WHAT THE TASK ASKS => All that should come back is the lines of the data below from the one containing "method to use" to the one containing "GoldenConfigBuilder::default()", inclusive, exactly as they stand.

DATA FOR THIS EXERCISE =>
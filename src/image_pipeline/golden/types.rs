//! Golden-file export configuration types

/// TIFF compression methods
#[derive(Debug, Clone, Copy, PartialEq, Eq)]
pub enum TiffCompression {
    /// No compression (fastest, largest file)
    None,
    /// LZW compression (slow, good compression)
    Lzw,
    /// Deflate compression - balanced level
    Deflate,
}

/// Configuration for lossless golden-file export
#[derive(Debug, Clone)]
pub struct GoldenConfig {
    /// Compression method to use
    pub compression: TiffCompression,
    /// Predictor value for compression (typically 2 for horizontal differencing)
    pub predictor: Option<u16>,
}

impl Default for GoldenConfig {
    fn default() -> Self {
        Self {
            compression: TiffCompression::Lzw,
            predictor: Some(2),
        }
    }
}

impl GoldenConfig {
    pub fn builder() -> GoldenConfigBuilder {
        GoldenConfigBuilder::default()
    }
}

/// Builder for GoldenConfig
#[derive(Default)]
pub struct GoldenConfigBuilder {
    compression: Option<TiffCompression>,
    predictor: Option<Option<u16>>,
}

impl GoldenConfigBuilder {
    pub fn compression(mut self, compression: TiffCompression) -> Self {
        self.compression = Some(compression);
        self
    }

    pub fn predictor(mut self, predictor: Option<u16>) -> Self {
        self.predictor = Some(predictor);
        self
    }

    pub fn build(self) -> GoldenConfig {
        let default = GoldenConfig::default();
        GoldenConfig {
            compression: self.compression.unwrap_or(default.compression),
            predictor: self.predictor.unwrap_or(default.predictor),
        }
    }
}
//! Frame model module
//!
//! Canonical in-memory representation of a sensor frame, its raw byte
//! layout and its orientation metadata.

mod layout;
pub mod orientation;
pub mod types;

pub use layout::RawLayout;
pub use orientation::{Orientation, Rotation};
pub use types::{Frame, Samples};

OUTPUT OF THE TASK =>
    /// Compression method to use
    pub compression: TiffCompression,
    /// Predictor value for compression (typically 2 for horizontal differencing)
    pub predictor: Option<u16>,
}

impl Default for GoldenConfig {
    fn default() -> Self {
        Self {
            compression: TiffCompression::Lzw,
            predictor: Some(2),
        }
    }
}

impl GoldenConfig {
    pub fn builder() -> GoldenConfigBuilder {
        GoldenConfigBuilder::default()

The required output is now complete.